Locate each line in the records containing "filename". Copy it.

BEGIN Data provided

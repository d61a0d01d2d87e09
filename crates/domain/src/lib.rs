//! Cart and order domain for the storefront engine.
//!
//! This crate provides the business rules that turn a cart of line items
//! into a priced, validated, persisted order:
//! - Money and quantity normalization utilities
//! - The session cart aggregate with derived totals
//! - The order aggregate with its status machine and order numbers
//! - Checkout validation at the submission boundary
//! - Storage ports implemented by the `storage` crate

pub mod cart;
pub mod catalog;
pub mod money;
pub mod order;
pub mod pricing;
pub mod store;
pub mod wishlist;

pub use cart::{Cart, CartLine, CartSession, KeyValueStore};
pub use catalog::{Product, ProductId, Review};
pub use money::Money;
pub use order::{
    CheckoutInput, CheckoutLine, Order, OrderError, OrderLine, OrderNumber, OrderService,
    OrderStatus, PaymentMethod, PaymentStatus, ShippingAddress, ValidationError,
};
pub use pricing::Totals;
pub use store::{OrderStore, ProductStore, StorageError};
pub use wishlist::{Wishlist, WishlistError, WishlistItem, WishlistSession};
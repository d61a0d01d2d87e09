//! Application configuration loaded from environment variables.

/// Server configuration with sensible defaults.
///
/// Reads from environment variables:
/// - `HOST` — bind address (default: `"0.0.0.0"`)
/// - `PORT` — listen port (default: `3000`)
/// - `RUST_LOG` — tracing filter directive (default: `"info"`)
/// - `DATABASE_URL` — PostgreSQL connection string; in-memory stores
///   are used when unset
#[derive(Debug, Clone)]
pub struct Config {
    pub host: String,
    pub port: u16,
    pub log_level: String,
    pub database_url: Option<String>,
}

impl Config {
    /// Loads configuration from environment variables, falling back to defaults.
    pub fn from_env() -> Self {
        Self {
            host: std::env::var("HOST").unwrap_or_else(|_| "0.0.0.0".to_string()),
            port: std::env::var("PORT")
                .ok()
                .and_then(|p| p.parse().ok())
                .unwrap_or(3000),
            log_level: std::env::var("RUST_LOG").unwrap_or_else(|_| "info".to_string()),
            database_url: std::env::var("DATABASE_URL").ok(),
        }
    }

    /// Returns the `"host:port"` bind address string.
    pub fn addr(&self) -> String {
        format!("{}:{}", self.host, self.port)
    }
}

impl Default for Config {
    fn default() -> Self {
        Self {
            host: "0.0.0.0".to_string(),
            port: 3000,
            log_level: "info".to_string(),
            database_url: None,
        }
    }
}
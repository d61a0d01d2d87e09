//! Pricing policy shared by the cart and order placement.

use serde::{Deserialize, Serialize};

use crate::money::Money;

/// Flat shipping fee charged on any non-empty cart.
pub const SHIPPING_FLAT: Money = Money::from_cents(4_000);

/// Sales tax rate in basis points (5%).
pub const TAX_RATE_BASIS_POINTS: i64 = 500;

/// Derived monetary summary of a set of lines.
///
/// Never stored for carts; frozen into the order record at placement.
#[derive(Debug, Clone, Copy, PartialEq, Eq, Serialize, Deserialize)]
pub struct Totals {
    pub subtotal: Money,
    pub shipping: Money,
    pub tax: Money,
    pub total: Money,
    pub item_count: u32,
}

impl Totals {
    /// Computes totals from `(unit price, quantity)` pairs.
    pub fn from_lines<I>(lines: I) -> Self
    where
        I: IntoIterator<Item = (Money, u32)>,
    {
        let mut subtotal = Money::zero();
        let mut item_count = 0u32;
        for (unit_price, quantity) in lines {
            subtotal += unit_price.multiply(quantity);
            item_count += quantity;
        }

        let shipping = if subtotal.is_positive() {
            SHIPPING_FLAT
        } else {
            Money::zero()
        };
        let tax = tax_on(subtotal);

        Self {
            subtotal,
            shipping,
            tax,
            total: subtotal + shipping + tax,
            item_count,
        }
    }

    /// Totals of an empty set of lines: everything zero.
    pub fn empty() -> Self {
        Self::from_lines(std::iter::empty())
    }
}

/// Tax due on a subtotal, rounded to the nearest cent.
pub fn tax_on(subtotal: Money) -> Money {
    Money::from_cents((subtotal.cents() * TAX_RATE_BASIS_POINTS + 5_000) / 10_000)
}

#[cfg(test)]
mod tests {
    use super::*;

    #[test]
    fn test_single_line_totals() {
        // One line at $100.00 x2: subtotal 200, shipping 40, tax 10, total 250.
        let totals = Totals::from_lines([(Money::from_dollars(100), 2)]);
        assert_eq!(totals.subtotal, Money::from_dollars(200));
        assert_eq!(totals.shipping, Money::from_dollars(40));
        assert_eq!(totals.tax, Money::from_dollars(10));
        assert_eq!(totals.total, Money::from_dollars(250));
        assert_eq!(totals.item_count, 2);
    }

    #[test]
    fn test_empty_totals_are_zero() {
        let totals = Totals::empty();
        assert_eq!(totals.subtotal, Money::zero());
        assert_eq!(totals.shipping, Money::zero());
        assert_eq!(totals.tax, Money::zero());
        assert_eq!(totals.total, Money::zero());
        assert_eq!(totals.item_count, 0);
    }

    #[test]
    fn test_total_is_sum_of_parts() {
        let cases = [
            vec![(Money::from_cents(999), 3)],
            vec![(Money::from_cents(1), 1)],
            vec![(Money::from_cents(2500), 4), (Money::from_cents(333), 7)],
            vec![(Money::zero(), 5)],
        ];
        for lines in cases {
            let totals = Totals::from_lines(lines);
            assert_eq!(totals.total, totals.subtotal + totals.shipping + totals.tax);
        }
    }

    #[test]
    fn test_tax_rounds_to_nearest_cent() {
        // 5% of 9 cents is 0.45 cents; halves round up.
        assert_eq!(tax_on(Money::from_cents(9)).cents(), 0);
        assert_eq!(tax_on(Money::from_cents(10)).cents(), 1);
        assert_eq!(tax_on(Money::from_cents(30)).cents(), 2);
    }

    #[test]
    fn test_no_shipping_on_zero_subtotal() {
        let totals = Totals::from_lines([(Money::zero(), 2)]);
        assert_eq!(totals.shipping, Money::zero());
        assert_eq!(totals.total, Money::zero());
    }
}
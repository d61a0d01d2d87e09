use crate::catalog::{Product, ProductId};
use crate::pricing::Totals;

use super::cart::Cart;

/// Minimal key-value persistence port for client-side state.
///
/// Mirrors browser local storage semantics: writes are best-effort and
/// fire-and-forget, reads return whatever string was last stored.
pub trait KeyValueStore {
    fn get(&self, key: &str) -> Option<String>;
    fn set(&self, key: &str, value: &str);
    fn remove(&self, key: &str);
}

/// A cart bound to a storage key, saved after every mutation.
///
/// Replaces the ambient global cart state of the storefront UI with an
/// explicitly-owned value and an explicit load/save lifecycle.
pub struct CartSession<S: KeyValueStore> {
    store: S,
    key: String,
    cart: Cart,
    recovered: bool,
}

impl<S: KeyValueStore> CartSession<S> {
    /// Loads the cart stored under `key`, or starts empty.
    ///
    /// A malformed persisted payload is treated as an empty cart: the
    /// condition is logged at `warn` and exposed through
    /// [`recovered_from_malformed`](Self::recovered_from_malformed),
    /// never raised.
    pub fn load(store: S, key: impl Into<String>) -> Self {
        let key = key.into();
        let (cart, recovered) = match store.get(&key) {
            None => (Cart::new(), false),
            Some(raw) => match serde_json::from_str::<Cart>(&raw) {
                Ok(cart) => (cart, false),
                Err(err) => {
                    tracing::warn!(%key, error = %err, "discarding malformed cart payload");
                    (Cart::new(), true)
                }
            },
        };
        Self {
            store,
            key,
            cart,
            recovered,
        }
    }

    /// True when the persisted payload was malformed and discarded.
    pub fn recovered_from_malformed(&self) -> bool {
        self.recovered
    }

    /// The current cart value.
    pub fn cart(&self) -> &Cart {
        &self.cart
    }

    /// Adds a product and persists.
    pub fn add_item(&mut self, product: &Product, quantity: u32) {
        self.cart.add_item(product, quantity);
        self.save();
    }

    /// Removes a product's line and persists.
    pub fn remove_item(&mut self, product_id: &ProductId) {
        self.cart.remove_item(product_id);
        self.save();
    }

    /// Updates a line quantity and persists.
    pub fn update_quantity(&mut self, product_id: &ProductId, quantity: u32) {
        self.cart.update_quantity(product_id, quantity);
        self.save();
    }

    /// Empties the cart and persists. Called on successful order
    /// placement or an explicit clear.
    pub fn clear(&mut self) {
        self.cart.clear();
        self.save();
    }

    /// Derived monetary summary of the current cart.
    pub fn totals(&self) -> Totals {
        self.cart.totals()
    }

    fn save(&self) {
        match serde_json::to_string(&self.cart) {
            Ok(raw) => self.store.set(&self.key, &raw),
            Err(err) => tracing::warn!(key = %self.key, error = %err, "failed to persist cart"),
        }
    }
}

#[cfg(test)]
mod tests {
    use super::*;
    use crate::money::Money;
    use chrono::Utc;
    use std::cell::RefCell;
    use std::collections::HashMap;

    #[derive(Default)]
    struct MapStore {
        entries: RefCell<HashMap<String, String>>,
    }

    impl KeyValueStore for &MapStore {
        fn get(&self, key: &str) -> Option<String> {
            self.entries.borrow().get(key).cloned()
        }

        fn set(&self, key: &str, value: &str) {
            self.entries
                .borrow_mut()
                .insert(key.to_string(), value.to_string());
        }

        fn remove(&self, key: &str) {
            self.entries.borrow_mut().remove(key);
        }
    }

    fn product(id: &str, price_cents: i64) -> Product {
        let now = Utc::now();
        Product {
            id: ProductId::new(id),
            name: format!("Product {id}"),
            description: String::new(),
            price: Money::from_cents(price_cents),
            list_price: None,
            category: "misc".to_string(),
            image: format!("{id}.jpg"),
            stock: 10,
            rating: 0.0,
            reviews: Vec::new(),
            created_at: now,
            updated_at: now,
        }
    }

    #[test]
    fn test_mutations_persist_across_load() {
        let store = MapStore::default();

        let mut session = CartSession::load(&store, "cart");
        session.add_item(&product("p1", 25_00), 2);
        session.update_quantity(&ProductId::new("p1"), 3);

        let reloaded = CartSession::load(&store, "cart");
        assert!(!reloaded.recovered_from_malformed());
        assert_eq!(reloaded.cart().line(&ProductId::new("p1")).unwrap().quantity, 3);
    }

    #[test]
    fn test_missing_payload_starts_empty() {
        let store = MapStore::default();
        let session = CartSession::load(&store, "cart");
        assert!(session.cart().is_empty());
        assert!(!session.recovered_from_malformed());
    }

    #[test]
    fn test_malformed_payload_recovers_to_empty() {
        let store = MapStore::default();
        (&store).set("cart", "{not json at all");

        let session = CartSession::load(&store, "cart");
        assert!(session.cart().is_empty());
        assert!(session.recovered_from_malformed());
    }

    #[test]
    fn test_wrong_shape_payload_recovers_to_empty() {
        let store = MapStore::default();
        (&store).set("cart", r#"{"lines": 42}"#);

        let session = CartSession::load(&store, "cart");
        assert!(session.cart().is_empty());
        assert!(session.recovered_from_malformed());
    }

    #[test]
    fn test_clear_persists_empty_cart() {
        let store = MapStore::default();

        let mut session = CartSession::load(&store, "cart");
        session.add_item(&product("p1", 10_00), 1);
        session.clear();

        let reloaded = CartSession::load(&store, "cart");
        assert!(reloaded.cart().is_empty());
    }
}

END Data provided
BEGIN Data provided

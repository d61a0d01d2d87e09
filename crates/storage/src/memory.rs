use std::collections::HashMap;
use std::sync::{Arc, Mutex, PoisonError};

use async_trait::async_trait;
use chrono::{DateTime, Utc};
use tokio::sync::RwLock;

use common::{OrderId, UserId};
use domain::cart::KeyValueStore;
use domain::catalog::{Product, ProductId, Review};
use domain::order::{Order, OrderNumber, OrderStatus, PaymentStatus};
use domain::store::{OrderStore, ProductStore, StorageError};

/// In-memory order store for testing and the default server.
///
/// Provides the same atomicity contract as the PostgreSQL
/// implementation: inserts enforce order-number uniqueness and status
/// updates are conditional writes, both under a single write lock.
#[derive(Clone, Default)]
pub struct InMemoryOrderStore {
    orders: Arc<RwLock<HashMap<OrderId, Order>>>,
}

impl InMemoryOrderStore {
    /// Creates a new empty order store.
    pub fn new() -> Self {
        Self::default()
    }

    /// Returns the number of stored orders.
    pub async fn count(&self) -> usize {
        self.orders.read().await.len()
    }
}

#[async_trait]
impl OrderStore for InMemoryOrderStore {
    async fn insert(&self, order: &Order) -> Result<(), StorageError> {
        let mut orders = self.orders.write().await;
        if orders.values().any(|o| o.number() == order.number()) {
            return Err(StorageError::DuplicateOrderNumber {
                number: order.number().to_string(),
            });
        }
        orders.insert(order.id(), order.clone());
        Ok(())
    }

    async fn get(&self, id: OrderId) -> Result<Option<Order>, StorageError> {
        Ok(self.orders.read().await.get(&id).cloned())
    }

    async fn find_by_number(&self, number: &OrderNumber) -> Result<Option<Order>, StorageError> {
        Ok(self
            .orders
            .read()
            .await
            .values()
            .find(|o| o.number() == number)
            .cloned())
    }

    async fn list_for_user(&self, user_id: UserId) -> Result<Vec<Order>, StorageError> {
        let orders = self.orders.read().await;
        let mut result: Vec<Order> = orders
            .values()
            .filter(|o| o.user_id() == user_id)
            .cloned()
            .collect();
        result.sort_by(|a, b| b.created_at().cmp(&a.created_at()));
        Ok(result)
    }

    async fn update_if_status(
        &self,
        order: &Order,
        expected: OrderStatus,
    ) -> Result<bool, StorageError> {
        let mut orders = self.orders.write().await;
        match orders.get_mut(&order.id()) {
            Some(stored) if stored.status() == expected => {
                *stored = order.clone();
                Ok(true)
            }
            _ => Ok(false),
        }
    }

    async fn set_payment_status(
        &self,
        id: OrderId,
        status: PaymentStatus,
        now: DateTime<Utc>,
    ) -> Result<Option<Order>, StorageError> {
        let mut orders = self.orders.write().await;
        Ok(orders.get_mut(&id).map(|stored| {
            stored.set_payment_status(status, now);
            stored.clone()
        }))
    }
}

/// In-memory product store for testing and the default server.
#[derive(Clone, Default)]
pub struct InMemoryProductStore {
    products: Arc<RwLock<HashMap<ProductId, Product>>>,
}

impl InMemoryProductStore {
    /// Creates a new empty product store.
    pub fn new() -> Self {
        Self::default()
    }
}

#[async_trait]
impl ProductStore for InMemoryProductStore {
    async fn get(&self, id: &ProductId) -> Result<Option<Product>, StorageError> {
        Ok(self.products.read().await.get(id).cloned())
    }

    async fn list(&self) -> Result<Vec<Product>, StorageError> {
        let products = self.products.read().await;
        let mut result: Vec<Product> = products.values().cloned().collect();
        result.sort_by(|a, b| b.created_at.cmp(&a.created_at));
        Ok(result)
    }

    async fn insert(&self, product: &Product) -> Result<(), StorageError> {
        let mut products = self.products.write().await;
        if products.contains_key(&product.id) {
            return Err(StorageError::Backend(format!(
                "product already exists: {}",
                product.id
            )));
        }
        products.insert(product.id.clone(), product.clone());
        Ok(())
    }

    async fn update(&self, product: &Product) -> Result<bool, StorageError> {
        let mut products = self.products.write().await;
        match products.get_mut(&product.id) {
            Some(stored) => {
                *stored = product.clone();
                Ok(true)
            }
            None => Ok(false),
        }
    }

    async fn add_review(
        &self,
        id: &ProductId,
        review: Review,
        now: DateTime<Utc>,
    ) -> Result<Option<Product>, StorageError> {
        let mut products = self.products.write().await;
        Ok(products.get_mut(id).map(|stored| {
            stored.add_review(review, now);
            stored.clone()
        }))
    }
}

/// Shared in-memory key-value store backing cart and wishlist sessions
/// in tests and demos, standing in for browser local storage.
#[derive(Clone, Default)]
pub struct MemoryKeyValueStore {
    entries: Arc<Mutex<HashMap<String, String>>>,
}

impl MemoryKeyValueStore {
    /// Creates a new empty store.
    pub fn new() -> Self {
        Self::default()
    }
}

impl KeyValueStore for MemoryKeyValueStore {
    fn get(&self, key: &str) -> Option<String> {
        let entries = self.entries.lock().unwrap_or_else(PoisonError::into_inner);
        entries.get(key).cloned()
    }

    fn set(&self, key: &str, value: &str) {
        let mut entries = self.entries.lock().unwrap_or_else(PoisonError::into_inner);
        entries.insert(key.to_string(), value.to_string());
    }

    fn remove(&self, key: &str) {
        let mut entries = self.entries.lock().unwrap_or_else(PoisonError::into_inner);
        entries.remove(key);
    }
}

END Data provided

# Response box:
filename crates/domain/src/lib.rs
filename crates/storage/src/memory.rs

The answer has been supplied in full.